* **WHAT NEEDS TO BE DONE**: Below are some records; quote exactly the lines from the one that contains "use std::collections::BTreeSet;" through the one that contains "Hash, Serialize, Deserialize)]", inclusive, and no others.
[RECORDS SHOWN]
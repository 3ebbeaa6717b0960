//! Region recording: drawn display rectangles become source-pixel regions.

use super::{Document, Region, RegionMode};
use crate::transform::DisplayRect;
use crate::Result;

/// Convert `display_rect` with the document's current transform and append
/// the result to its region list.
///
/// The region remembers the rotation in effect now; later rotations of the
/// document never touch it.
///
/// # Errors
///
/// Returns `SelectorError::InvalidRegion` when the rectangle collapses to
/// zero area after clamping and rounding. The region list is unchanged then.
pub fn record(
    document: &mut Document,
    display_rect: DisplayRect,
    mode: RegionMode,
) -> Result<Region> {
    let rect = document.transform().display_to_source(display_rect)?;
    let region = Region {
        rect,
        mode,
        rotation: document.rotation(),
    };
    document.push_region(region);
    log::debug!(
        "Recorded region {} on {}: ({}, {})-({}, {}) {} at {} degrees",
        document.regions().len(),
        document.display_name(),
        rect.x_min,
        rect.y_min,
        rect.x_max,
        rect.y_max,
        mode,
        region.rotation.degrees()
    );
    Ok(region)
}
[/RECORDS SHOWN]
[RECORDS SHOWN]
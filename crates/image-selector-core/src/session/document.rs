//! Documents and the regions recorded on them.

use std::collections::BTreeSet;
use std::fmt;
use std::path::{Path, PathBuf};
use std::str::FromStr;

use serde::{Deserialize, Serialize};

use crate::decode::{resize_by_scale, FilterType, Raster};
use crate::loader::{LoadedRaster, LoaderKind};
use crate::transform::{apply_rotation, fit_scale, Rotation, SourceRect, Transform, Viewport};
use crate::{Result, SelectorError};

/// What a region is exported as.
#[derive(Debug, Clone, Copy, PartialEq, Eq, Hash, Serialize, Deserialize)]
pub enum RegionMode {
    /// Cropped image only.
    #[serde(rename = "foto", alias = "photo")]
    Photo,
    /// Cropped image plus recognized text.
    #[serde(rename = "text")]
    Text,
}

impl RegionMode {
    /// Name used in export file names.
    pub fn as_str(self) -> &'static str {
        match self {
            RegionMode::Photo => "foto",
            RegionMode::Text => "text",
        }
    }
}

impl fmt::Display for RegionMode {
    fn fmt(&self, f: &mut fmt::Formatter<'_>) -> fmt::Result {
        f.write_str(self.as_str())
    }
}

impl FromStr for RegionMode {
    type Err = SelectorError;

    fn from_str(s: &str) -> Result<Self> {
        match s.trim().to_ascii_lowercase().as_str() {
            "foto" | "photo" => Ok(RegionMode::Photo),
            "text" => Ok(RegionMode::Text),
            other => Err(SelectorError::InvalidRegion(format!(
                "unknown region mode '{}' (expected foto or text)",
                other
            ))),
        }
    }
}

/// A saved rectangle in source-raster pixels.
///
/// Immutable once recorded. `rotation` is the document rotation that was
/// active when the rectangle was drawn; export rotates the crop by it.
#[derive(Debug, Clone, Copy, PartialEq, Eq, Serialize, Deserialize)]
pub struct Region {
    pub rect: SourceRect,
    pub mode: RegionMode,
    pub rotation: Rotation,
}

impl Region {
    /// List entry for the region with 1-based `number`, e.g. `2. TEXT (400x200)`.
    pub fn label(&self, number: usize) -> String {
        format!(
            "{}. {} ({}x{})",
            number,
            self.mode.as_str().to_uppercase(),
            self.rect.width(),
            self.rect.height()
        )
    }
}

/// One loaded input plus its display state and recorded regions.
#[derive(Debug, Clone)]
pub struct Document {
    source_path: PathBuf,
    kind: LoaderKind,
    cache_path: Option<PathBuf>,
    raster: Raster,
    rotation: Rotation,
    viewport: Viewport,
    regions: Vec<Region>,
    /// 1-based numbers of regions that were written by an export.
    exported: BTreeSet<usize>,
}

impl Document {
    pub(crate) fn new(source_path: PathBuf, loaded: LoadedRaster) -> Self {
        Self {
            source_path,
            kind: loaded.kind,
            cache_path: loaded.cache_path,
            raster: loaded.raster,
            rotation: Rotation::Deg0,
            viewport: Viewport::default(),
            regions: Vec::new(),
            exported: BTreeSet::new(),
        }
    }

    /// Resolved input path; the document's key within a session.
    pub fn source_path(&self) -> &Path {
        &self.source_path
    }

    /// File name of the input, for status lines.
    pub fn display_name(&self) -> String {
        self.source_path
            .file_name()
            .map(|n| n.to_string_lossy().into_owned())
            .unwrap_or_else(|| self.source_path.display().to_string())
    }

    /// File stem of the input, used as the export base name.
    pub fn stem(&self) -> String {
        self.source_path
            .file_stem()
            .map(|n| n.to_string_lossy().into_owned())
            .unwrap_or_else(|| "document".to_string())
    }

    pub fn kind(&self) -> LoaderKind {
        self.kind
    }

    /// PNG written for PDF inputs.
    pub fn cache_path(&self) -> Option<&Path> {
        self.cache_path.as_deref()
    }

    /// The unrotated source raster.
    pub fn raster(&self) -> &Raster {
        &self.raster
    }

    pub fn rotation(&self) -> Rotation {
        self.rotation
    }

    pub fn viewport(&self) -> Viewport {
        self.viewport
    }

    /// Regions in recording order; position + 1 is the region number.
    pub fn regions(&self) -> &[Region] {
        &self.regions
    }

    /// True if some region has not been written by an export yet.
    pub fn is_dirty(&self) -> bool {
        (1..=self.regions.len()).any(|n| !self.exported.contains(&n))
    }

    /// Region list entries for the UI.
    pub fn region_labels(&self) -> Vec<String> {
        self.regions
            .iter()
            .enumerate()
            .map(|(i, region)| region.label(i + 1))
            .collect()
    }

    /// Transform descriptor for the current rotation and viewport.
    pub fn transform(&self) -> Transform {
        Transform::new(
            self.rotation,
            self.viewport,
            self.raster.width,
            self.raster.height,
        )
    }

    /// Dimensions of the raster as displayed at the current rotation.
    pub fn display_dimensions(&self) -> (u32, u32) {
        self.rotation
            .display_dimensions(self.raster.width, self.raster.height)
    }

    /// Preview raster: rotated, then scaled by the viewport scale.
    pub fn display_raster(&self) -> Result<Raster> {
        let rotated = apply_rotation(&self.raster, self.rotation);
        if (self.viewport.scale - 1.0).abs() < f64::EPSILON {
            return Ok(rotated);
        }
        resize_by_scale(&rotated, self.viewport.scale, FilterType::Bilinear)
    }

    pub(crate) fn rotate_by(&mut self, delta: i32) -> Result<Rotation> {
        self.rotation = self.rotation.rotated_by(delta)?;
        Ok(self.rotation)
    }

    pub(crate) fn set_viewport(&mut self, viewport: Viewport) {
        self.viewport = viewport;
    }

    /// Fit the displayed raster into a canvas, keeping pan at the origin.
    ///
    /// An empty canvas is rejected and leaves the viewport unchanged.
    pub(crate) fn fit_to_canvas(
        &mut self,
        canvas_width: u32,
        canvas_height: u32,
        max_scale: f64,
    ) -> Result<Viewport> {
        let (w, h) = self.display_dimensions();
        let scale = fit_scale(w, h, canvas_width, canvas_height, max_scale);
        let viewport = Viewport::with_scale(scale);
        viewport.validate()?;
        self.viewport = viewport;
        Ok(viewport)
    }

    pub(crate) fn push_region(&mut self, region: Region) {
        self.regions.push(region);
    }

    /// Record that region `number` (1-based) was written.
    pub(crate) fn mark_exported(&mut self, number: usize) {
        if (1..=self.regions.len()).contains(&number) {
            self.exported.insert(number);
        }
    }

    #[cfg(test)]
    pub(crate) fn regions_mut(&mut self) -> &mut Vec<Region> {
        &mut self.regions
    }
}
[/RECORDS SHOWN]
[RECORDS SHOWN]
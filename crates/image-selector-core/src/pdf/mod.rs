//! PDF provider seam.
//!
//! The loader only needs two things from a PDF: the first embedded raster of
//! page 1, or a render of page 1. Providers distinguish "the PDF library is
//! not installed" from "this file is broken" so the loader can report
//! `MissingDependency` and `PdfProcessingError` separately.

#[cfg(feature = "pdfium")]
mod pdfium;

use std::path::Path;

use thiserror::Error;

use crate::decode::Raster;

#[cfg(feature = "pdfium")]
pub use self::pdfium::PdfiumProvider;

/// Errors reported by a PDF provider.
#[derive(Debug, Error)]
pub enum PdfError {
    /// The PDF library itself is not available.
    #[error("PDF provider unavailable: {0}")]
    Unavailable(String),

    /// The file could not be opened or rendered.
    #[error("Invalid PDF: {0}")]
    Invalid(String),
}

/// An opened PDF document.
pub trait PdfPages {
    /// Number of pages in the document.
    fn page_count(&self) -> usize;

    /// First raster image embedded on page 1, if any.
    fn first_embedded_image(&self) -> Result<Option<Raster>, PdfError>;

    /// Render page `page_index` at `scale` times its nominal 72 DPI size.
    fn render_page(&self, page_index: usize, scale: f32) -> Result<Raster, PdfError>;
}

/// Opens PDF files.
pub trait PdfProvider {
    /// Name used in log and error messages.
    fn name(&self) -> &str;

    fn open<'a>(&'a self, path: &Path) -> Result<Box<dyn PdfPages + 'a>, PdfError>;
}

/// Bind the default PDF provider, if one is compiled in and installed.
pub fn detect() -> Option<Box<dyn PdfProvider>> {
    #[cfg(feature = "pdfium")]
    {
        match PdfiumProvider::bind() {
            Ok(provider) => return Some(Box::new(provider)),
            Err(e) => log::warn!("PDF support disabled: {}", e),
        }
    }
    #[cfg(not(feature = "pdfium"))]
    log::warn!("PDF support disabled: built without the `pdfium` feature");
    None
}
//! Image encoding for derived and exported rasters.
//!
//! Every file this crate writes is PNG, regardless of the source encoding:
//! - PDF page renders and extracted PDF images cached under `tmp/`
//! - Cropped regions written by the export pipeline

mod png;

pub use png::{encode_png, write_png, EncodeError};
[/RECORDS SHOWN]
* **RESPONSE TO THE EXERCISE**:
use std::collections::BTreeSet;
use std::fmt;
use std::path::{Path, PathBuf};
use std::str::FromStr;

use serde::{Deserialize, Serialize};

use crate::decode::{resize_by_scale, FilterType, Raster};
use crate::loader::{LoadedRaster, LoaderKind};
use crate::transform::{apply_rotation, fit_scale, Rotation, SourceRect, Transform, Viewport};
use crate::{Result, SelectorError};

/// What a region is exported as.
#[derive(Debug, Clone, Copy, PartialEq, Eq, Hash, Serialize, Deserialize)]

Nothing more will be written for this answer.